2. All eyes on Number 10
The harsh truth is that Dallas is not a force in Major League Soccer without David Ferreira. Yes, they made the playoffs last year without him, and yes, a lot of other players have to contribute even when Ferreira is on the field, but he is the guy who makes FCD go. It’s no secret. If Dallas wins on Saturday, it’s likely going to come through his efforts. Consider that the 5-foot-5, 145-pound Ferreira set up not one but both FCD goals against Vancouver in August by bodying off bruising Whitecaps defender Andy O’Brien (6-3, 175). And, of course, consider one of the best moments of the season so far in MLS, an exhausted Ferreira’s dying-minutes game-winner at Real Salt Lake (6:11 on this video). Vancouver tends to employ two holding midfielders, usually Jun Marques Davidson and Gershon Koffie, and the Whitecaps will want to keep one of those on Ferreira at all times, rather than letting him run loose against slower center backs O’Brien, Jay DeMerit, and/or Martín Bonjour.

3. Midfield support
With all that focus on Ferreira, I have to believe Andrew Jacobson’s ability to get up and down the field will be vital in this one.
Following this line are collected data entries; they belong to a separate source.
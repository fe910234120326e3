//! Hubstats - GitHub repository and release statistics
//!
//! Hubstats authorizes against GitHub with OAuth 2.0, keeps the refresh
//! token between runs, and reports stars, forks and release downloads.

mod auth;
mod cli;
mod client;
mod config;
mod error;

use clap::Parser;
use tracing_subscriber::EnvFilter;

use crate::cli::{AuthCommands, Cli, Commands};
use crate::config::settings::env;
use crate::error::Result;

#[tokio::main]
async fn main() {
    let cli = Cli::parse();

    // Initialize logging
    let default_level = if cli.verbose { "debug" } else { "info" };
    tracing_subscriber::fmt()
        .with_env_filter(
            EnvFilter::try_from_env(env::LOG_LEVEL).unwrap_or_else(|_| EnvFilter::new(default_level)),
        )
        .with_target(false)
        .with_writer(std::io::stderr)
        .init();

    // Run the command
    if let Err(e) = run(cli).await {
        eprintln!("Error: {e}");
        if e.is_retriable() {
            eprintln!("This looks temporary; try again in a moment.");
        }
        std::process::exit(if e.requires_reauth() { 2 } else { 1 });
    }
}

async fn run(cli: Cli) -> Result<()> {
    match cli.command {
        Commands::Auth { command } => match command {
            AuthCommands::Login {
                no_browser,
                force,
                overrides,
            } => cli::commands::handle_login(no_browser, force, overrides).await,
            AuthCommands::Logout => cli::commands::handle_logout().await,
            AuthCommands::Status => cli::commands::handle_status().await,
            AuthCommands::Token => cli::commands::handle_token().await,
        },
        Commands::Repos { user } => cli::commands::handle_repos(&user).await,
        Commands::Releases { owner, repo } => cli::commands::handle_releases(&owner, &repo).await,
        Commands::Completions { shell } => {
            cli::commands::handle_completions(shell);
            Ok(())
        },
    }
}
With those two holding midfielders, Vancouver sometimes gets caught with a major gap between its six defensive players and its four attackers, leaving space to exploit. If Jacobson (and to a lesser extent either Daniel Hernandez or Julian de Guzman) can use that space effectively, both to shoot on target and keep the ball moving, it will lighten the load from Ferreira’s shoulders. It could also drag Barry Robson deeper in the field, limiting his playmaking abilities.

4. Keep your cool
From what I’ve seen, a majority of Vancouver’s chances lately have been created from the right side of the field, either via the fleet feet of Dane Richards or Barry Robson cutting back onto his left foot. Facing Richards (assuming he starts, following his efforts for Jamaica this week) will be the hot-and-cold Jair Benitez. He has the speed and guile to cool Richards down, but he also has a hot temper, and Richards (eight yellow cards this year) is just the guy to push his buttons. This is a huge matchup for Vancouver's offense.

5. Jetlagged hitmen
Forwards on both sides will arrive on Saturday with some extra wear and tear on their legs, as both Kenny Miller (Scotland) and Blas Pérez (Panama) scored while on international duty this week, and Darren Mattocks saw substitute action. Mattocks’ speed will be a major concern for sizable FC Dallas center backs George John and Matt Hedges, while Dallas has been waiting for a healthy Pérez since he was injured during the last international window back in May. Whichever forwards can shake off their travels the fastest should be in a position to swing the playoff race with a goal.

6. Sleeping giants
Brek Shea and Camilo are game-changers who have underperformed this year but remain capable of pulling something special out of the hat at a key moment. Camilo has been trouble for Dallas this year, scoring the game-winner in a 1-0 win in April, then hitting the crossbar with a free kick in August. Shea has one goal from open play this year, and that came back in April, but we’ve all seen him produce in the past. An involved night from either player would be a major boost to his squad.